• _WHAT IS REQUIRED_
Take every entry below and copy it out word for word.

• _DATASET EXTRACT_
══════════════════════════════

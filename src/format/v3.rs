// src/format/v3.rs

//! The V3 packed binary record (8280 bytes).
//!
//! Differences from V2: the policy vector uses the new 1858-slot encoding,
//! the redundant repetition=2 plane is gone (13 planes per ply instead of
//! 14), the rule-50 counter is a float normalized to [0, 1], the scalar
//! fields moved after it, move_count is forced to zero, and one pad byte
//! keeps the length even.
//!
//! ```text
//! int32   version            (4 bytes, little-endian, = 3)
//! f32     probs[1858]        (7432 bytes, new policy encoding)
//! u64     planes[104]        (832 bytes, 8 hist plies x 13 planes)
//! f32     rule50_count       (count / 100)
//! u8      us_ooo, us_oo, them_ooo, them_oo
//! u8      side_to_move
//! u8      move_count         (always 0)
//! i8      outcome            (-1, 0 or 1)
//! u8      unused
//! ```

use bytes::Bytes;

use crate::error::{PipelineError, Result};
use crate::format::{NUM_HIST, V3_MAGIC};

/// Planes per history ply: twelve piece planes plus the repetition=1 plane.
pub const PLANES_PER_HIST: usize = 13;
/// Total bit-packed planes in a record.
pub const NUM_PLANES: usize = NUM_HIST * PLANES_PER_HIST; // 104
/// Policy vector length.
pub const NUM_POLICY_MOVES: usize = crate::moves::NEW_POLICY_MOVES; // 1858

pub const PROBS_OFFSET: usize = 4;
pub const PROBS_BYTES: usize = NUM_POLICY_MOVES * 4; // 7432
pub const PLANES_OFFSET: usize = PROBS_OFFSET + PROBS_BYTES; // 7436
pub const PLANES_BYTES: usize = NUM_PLANES * 8; // 832
pub const RULE50_OFFSET: usize = PLANES_OFFSET + PLANES_BYTES; // 8268
pub const SCALARS_OFFSET: usize = RULE50_OFFSET + 4; // 8272
/// Total record length.
pub const RECORD_BYTES: usize = SCALARS_OFFSET + 8; // 8280

/// A validated V3 record.
#[derive(Debug, Clone, PartialEq)]
pub struct Record {
    data: Bytes,
}

impl Record {
    /// Validate raw bytes as a V3 record (length and version tag).
    pub fn parse(data: Bytes) -> Result<Self> {
        if data.len() != RECORD_BYTES {
            return Err(PipelineError::decode(format!(
                "V3 record must be {RECORD_BYTES} bytes, got {}",
                data.len()
            )));
        }
        let magic = u32::from_le_bytes([data[0], data[1], data[2], data[3]]);
        if magic != V3_MAGIC {
            return Err(PipelineError::version(magic));
        }
        Ok(Self { data })
    }

    pub(crate) fn from_raw_unchecked(data: Bytes) -> Self {
        debug_assert_eq!(data.len(), RECORD_BYTES);
        Self { data }
    }

    #[must_use]
    pub fn as_bytes(&self) -> &[u8] {
        &self.data
    }

    #[must_use]
    pub fn into_bytes(self) -> Bytes {
        self.data
    }

    /// One policy probability by new-encoding slot index.
    #[must_use]
    pub fn prob(&self, idx: usize) -> f32 {
        let off = PROBS_OFFSET + idx * 4;
        f32::from_le_bytes(self.data[off..off + 4].try_into().unwrap())
    }

    /// One bitboard plane by flat index (ply * 13 + plane).
    #[must_use]
    pub fn plane(&self, idx: usize) -> u64 {
        let off = PLANES_OFFSET + idx * 8;
        u64::from_be_bytes(self.data[off..off + 8].try_into().unwrap())
    }

    /// Raw bytes of one plane.
    #[must_use]
    pub fn plane_bytes(&self, idx: usize) -> &[u8] {
        let off = PLANES_OFFSET + idx * 8;
        &self.data[off..off + 8]
    }

    /// Normalized rule-50 counter in [0, 1].
    #[must_use]
    pub fn rule50(&self) -> f32 {
        f32::from_le_bytes(
            self.data[RULE50_OFFSET..RULE50_OFFSET + 4]
                .try_into()
                .unwrap(),
        )
    }

    #[must_use]
    pub fn us_ooo(&self) -> u8 {
        self.data[SCALARS_OFFSET]
    }

    #[must_use]
    pub fn us_oo(&self) -> u8 {
        self.data[SCALARS_OFFSET + 1]
    }

    #[must_use]
    pub fn them_ooo(&self) -> u8 {
        self.data[SCALARS_OFFSET + 2]
    }

    #[must_use]
    pub fn them_oo(&self) -> u8 {
        self.data[SCALARS_OFFSET + 3]
    }

    #[must_use]
    pub fn side_to_move(&self) -> u8 {
        self.data[SCALARS_OFFSET + 4]
    }

    #[must_use]
    pub fn move_count(&self) -> u8 {
        self.data[SCALARS_OFFSET + 5]
    }

    #[must_use]
    pub fn outcome(&self) -> i8 {
        self.data[SCALARS_OFFSET + 6] as i8
    }
}

#[cfg(test)]
mod tests {
    use super::*;

    fn raw_record() -> Vec<u8> {
        let mut buf = vec![0u8; RECORD_BYTES];
        buf[..4].copy_from_slice(&V3_MAGIC.to_le_bytes());
        buf
    }

    #[test]
    fn test_layout_totals() {
        assert_eq!(RECORD_BYTES, 8280);
        assert_eq!(NUM_PLANES, 104);
        assert_eq!(PROBS_BYTES, 7432);
    }

    #[test]
    fn test_parse_accepts_valid() {
        let record = Record::parse(raw_record().into()).unwrap();
        assert_eq!(record.outcome(), 0);
        assert_eq!(record.move_count(), 0);
    }

    #[test]
    fn test_parse_rejects_wrong_length() {
        let err = Record::parse(Bytes::from(vec![3, 0, 0, 0])).unwrap_err();
        assert!(matches!(err, PipelineError::Decode { .. }));
    }

    #[test]
    fn test_parse_rejects_wrong_version() {
        let mut raw = raw_record();
        raw[0] = 2;
        let err = Record::parse(raw.into()).unwrap_err();
        assert!(matches!(err, PipelineError::Version { found: 2 }));
    }

    #[test]
    fn test_scalar_offsets() {
        let mut raw = raw_record();
        raw[RULE50_OFFSET..RULE50_OFFSET + 4].copy_from_slice(&0.37f32.to_le_bytes());
        raw[SCALARS_OFFSET + 4] = 1; // side_to_move
        raw[SCALARS_OFFSET + 6] = (-1i8) as u8; // outcome
        let record = Record::parse(raw.into()).unwrap();
        assert!((record.rule50() - 0.37).abs() < f32::EPSILON);
        assert_eq!(record.side_to_move(), 1);
        assert_eq!(record.outcome(), -1);
    }
}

══════════════════════════════

• _RESULT FOR THIS TASK_
filename src/format/v3.rs
// src/format/v3.rs

//! The V3 packed binary record (8280 bytes).
//!
//! Differences from V2: the policy vector uses the new 1858-slot encoding,
//! the redundant repetition=2 plane is gone (13 planes per ply instead of
//! 14), the rule-50 counter is a float normalized to [0, 1], the scalar
//! fields moved after it, move_count is forced to zero, and one pad byte
//! keeps the length even.
//!
//! ```text
//! int32   version            (4 bytes, little-endian, = 3)
//! f32     probs[1858]        (7432 bytes, new policy encoding)
//! u64     planes[104]        (832 bytes, 8 hist plies x 13 planes)
//! f32     rule50_count       (count / 100)
//! u8      us_ooo, us_oo, them_ooo, them_oo
//! u8      side_to_move
//! u8      move_count         (always 0)
//! i8      outcome            (-1, 0 or 1)
//! u8      unused
//! ```

use bytes::Bytes;

use crate::error::{PipelineError, Result};
use crate::format::{NUM_HIST, V3_MAGIC};

/// Planes per history ply: twelve piece planes plus the repetition=1 plane.
pub const PLANES_PER_HIST: usize = 13;
/// Total bit-packed planes in a record.
pub const NUM_PLANES: usize = NUM_HIST * PLANES_PER_HIST; // 104
/// Policy vector length.
pub const NUM_POLICY_MOVES: usize = crate::moves::NEW_POLICY_MOVES; // 1858

pub const PROBS_OFFSET: usize = 4;
pub const PROBS_BYTES: usize = NUM_POLICY_MOVES * 4; // 7432
pub const PLANES_OFFSET: usize = PROBS_OFFSET + PROBS_BYTES; // 7436
pub const PLANES_BYTES: usize = NUM_PLANES * 8; // 832
pub const RULE50_OFFSET: usize = PLANES_OFFSET + PLANES_BYTES; // 8268
pub const SCALARS_OFFSET: usize = RULE50_OFFSET + 4; // 8272
/// Total record length.
pub const RECORD_BYTES: usize = SCALARS_OFFSET + 8; // 8280

/// A validated V3 record.
#[derive(Debug, Clone, PartialEq)]
pub struct Record {
    data: Bytes,
}

impl Record {
    /// Validate raw bytes as a V3 record (length and version tag).
    pub fn parse(data: Bytes) -> Result<Self> {
        if data.len() != RECORD_BYTES {
            return Err(PipelineError::decode(format!(
                "V3 record must be {RECORD_BYTES} bytes, got {}",
                data.len()
            )));
        }
        let magic = u32::from_le_bytes([data[0], data[1], data[2], data[3]]);
        if magic != V3_MAGIC {
            return Err(PipelineError::version(magic));
        }
        Ok(Self { data })
    }

    pub(crate) fn from_raw_unchecked(data: Bytes) -> Self {
        debug_assert_eq!(data.len(), RECORD_BYTES);
        Self { data }
    }

    #[must_use]
    pub fn as_bytes(&self) -> &[u8] {
        &self.data
    }

    #[must_use]
    pub fn into_bytes(self) -> Bytes {
        self.data
    }

    /// One policy probability by new-encoding slot index.
    #[must_use]
    pub fn prob(&self, idx: usize) -> f32 {
        let off = PROBS_OFFSET + idx * 4;
        f32::from_le_bytes(self.data[off..off + 4].try_into().unwrap())
    }

    /// One bitboard plane by flat index (ply * 13 + plane).
    #[must_use]
    pub fn plane(&self, idx: usize) -> u64 {
        let off = PLANES_OFFSET + idx * 8;
        u64::from_be_bytes(self.data[off..off + 8].try_into().unwrap())
    }

    /// Raw bytes of one plane.
    #[must_use]
    pub fn plane_bytes(&self, idx: usize) -> &[u8] {
        let off = PLANES_OFFSET + idx * 8;
        &self.data[off..off + 8]
    }

    /// Normalized rule-50 counter in [0, 1].
    #[must_use]
    pub fn rule50(&self) -> f32 {
        f32::from_le_bytes(
            self.data[RULE50_OFFSET..RULE50_OFFSET + 4]
                .try_into()
                .unwrap(),
        )
    }

    #[must_use]
    pub fn us_ooo(&self) -> u8 {
        self.data[SCALARS_OFFSET]
    }

    #[must_use]
    pub fn us_oo(&self) -> u8 {
        self.data[SCALARS_OFFSET + 1]
    }

    #[must_use]
    pub fn them_ooo(&self) -> u8 {
        self.data[SCALARS_OFFSET + 2]
    }

    #[must_use]
    pub fn them_oo(&self) -> u8 {
        self.data[SCALARS_OFFSET + 3]
    }

    #[must_use]
    pub fn side_to_move(&self) -> u8 {
        self.data[SCALARS_OFFSET + 4]
    }

    #[must_use]
    pub fn move_count(&self) -> u8 {
        self.data[SCALARS_OFFSET + 5]
    }

    #[must_use]
    pub fn outcome(&self) -> i8 {
        self.data[SCALARS_OFFSET + 6] as i8
    }
}

#[cfg(test)]
mod tests {
    use super::*;

    fn raw_record() -> Vec<u8> {
        let mut buf = vec![0u8; RECORD_BYTES];
        buf[..4].copy_from_slice(&V3_MAGIC.to_le_bytes());
        buf
    }

    #[test]
    fn test_layout_totals() {
        assert_eq!(RECORD_BYTES, 8280);
        assert_eq!(NUM_PLANES, 104);
        assert_eq!(PROBS_BYTES, 7432);
    }

    #[test]
    fn test_parse_accepts_valid() {
        let record = Record::parse(raw_record().into()).unwrap();
        assert_eq!(record.outcome(), 0);
        assert_eq!(record.move_count(), 0);
    }

    #[test]
    fn test_parse_rejects_wrong_length() {
        let err = Record::parse(Bytes::from(vec![3, 0, 0, 0])).unwrap_err();
        assert!(matches!(err, PipelineError::Decode { .. }));
    }

    #[test]
    fn test_parse_rejects_wrong_version() {
        let mut raw = raw_record();
        raw[0] = 2;
        let err = Record::parse(raw.into()).unwrap_err();
        assert!(matches!(err, PipelineError::Version { found: 2 }));
    }

    #[test]
    fn test_scalar_offsets() {
        let mut raw = raw_record();
        raw[RULE50_OFFSET..RULE50_OFFSET + 4].copy_from_slice(&0.37f32.to_le_bytes());
        raw[SCALARS_OFFSET + 4] = 1; // side_to_move
        raw[SCALARS_OFFSET + 6] = (-1i8) as u8; // outcome
        let record = Record::parse(raw.into()).unwrap();
        assert!((record.rule50() - 0.37).abs() < f32::EPSILON);
        assert_eq!(record.side_to_move(), 1);
        assert_eq!(record.outcome(), -1);
    }
}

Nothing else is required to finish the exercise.